Она помолчала, выпила почти полный стакан вина и, пододвинувшись к Камилле, заговорила:
— Знаете, он плакал, клянусь Мадонной, плакал целую ночь, и знаете почему? — Я сказала ему, что вы — невеста другого.
— Что вы говорите, госпожа Сац! — воскликнула с каким-то ужасом Камилла. — Что вы говорите, не надо!
— Говорю то, что было, только то, что было, — еще ближе придвигаясь к Камилле, касаясь ее колен, повторяла г-жа Сац. — Только о вас-то и разговор у нас. Как он страдает, как мучается, бедненький. Оттого-то и хуже ему стало, только оттого.
Камилла почти не слышала г-жи Сац, а та, будто заколдовывая ее, шептала, заглядывая в глаза.
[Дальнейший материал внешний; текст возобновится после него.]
//  Copyright 2024 SRA Tools Authors
//
//  Licensed under the Apache License, Version 2.0 (the "License");
//  you may not use this file except in compliance with the License.
//  You may obtain a copy of the License at
//
//  http://www.apache.org/licenses/LICENSE-2.0
//
//  Unless required by applicable law or agreed to in writing, software
//  distributed under the License is distributed on an "AS IS" BASIS,
//  WITHOUT WARRANTIES OR CONDITIONS OF ANY KIND, either express or implied.
//  See the License for the specific language governing permissions and
//  limitations under the License.

//! The ingest coordinator (C5, §4.5): a dedicated decoder thread feeding decoded records
//! to the processor thread over a bounded channel, so decoding (I/O- and CPU-bound on the
//! BAM codec) overlaps with the state machine in [`crate::processor`] instead of
//! serializing behind it.
//!
//! `find_or_insert` and every other index mutation stay on the processor thread - the
//! decoder thread only decodes and enqueues. §5's "shared resources" note restricts
//! `hot_map`/`hot_metadata` mutation to the processor thread; handing the decoder thread
//! a pre-resolved `(group, row)` would violate that, so this coordinator is deliberately
//! thinner than a literal reading of §4.5 might suggest.

use std::sync::atomic::{AtomicBool, Ordering};
use std::sync::Arc;
use std::thread::JoinHandle;

use crossbeam::channel::{bounded, Receiver, RecvTimeoutError, Sender};
use spot_common::error::{LoaderError, Result};
use tracing::{debug, warn};

use crate::collaborators::BamDecoder;
use crate::record::AlignmentRecord;

/// How long [`IngestCoordinator::recv`] waits for a record before re-checking the
/// cancellation flag. Keeps shutdown responsive without burning a spin loop.
const RECV_POLL_INTERVAL: std::time::Duration = std::time::Duration::from_millis(200);

/// One message on the decode channel: a record, a terminal error, or end of input.
enum Message {
    Record(AlignmentRecord),
    Done,
}

/// Runs a [`BamDecoder`] on its own thread, handing decoded records to the processor
/// thread through a bounded channel (§4.5's "decouples decode latency from processing
/// latency"). Bounded so a slow processor applies backpressure to the decoder rather than
/// letting unbounded decoded records pile up in memory.
pub struct IngestCoordinator {
    receiver: Receiver<Result<Message>>,
    cancel: Arc<AtomicBool>,
    worker: Option<JoinHandle<()>>,
}

impl IngestCoordinator {
    /// Spawns the decoder thread. `capacity` is [`crate::config::LoaderConfig::ingest_queue_capacity`].
    pub fn spawn<D>(mut decoder: D, capacity: usize) -> Self
    where
        D: BamDecoder + Send + 'static,
    {
        let (sender, receiver): (Sender<Result<Message>>, Receiver<Result<Message>>) = bounded(capacity.max(1));
        let cancel = Arc::new(AtomicBool::new(false));
        let worker_cancel = cancel.clone();
        let worker = std::thread::Builder::new()
            .name("spot-loader-decoder".to_string())
            .spawn(move || {
                let mut count = 0u64;
                loop {
                    if worker_cancel.load(Ordering::Acquire) {
                        debug!(count, "decoder thread observed cancellation; stopping");
                        return;
                    }
                    match decoder.next_record() {
                        Ok(Some(record)) => {
                            count += 1;
                            if sender.send(Ok(Message::Record(record))).is_err() {
                                return;
                            }
                        }
                        Ok(None) => {
                            let _ = sender.send(Ok(Message::Done));
                            return;
                        }
                        Err(err) => {
                            warn!(error = %err, count, "decoder thread failed; propagating to the processor");
                            let _ = sender.send(Err(err));
                            return;
                        }
                    }
                }
            })
            .expect("failed to spawn spot-loader decoder thread");
        Self { receiver, cancel, worker: Some(worker) }
    }

    /// Blocks for the next decoded record. `Ok(None)` means the decoder reached end of
    /// input; an error from the decoder itself propagates as-is.
    ///
    /// Polls on a short timeout so a cancellation requested from another thread (e.g. the
    /// memory-budget sampler tripping [`LoaderError::OutOfMemoryPrediction`]) is observed
    /// even while the decoder has nothing queued yet.
    pub fn recv(&self) -> Result<Option<AlignmentRecord>> {
        loop {
            if self.cancel.load(Ordering::Acquire) {
                return Err(LoaderError::Cancelled);
            }
            match self.receiver.recv_timeout(RECV_POLL_INTERVAL) {
                Ok(Ok(Message::Record(record))) => return Ok(Some(record)),
                Ok(Ok(Message::Done)) => return Ok(None),
                Ok(Err(err)) => return Err(err),
                Err(RecvTimeoutError::Timeout) => continue,
                Err(RecvTimeoutError::Disconnected) => return Ok(None),
            }
        }
    }

    /// Requests the decoder thread stop at its next opportunity and wakes any blocked
    /// [`Self::recv`] call. Idempotent.
    pub fn cancel(&self) {
        self.cancel.store(true, Ordering::Release);
    }

    /// A clone of the shared cancellation flag, for callers (the umbrella loader's memory
    /// budget check) that need to trip cancellation without holding a `&IngestCoordinator`.
    pub fn cancel_handle(&self) -> Arc<AtomicBool> {
        self.cancel.clone()
    }
}

impl Drop for IngestCoordinator {
    fn drop(&mut self) {
        self.cancel();
        if let Some(worker) = self.worker.take() {
            let _ = worker.join();
        }
    }
}

#[cfg(test)]
mod tests {
    use super::*;
    use crate::record::{Flags, Platform};
    use std::sync::Mutex;

    struct VecDecoder {
        records: Mutex<std::vec::IntoIter<AlignmentRecord>>,
    }

    impl VecDecoder {
        fn new(records: Vec<AlignmentRecord>) -> Self {
            Self { records: Mutex::new(records.into_iter()) }
        }
    }

    impl BamDecoder for VecDecoder {
        fn next_record(&mut self) -> Result<Option<AlignmentRecord>> {
            Ok(self.records.lock().unwrap().next())
        }
    }

    fn minimal_record(name: &[u8]) -> AlignmentRecord {
        AlignmentRecord {
            name: name.to_vec(),
            group_key: Vec::new(),
            platform: Platform::Illumina,
            flags: Flags::empty(),
            reference_id: None,
            reference_pos: None,
            mapping_quality: 0,
            cigar: Vec::new(),
            sequence: Vec::new(),
            qualities: Vec::new(),
            original_qualities: None,
            mate_reference_id: None,
            mate_pos: None,
            template_len: 0,
            color_space: false,
            linkage_group: None,
            barcode: None,
        }
    }

    struct FailingDecoder;
    impl BamDecoder for FailingDecoder {
        fn next_record(&mut self) -> Result<Option<AlignmentRecord>> {
            Err(LoaderError::Decode(Box::new(std::io::Error::new(std::io::ErrorKind::InvalidData, "malformed record"))))
        }
    }

    #[test]
    fn yields_every_record_then_none() {
        let decoder = VecDecoder::new(vec![minimal_record(b"a"), minimal_record(b"b")]);
        let coordinator = IngestCoordinator::spawn(decoder, 4);
        let first = coordinator.recv().unwrap().unwrap();
        let second = coordinator.recv().unwrap().unwrap();
        assert_eq!(first.name, b"a");
        assert_eq!(second.name, b"b");
        assert!(coordinator.recv().unwrap().is_none());
    }

    #[test]
    fn propagates_a_decode_error() {
        let coordinator = IngestCoordinator::spawn(FailingDecoder, 4);
        let err = coordinator.recv().unwrap_err();
        assert!(matches!(err, LoaderError::Decode(_)));
    }

    #[test]
    fn cancel_unblocks_a_pending_recv() {
        struct NeverDecoder;
        impl BamDecoder for NeverDecoder {
            fn next_record(&mut self) -> Result<Option<AlignmentRecord>> {
                std::thread::sleep(std::time::Duration::from_secs(5));
                Ok(None)
            }
        }
        let coordinator = IngestCoordinator::spawn(NeverDecoder, 4);
        let cancel = coordinator.cancel_handle();
        let handle = std::thread::spawn(move || {
            std::thread::sleep(std::time::Duration::from_millis(50));
            cancel.store(true, Ordering::Release);
        });
        let result = coordinator.recv();
        assert!(matches!(result, Err(LoaderError::Cancelled)));
        handle.join().unwrap();
    }
}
— Только вы можете спасти принца, только о вас дни и ночи мечтает он. Подумайте, принц! Какая радость, какое счастье ожидает вас обоих, если вы захотите. Царская роскошь окружит вас и любовь такого прекрасного, такого нежного принца. Вы будете первой его любовью. Подумайте!
Наконец она замолчала. Камилла сидела, закрыв лицо руками, не двигаясь.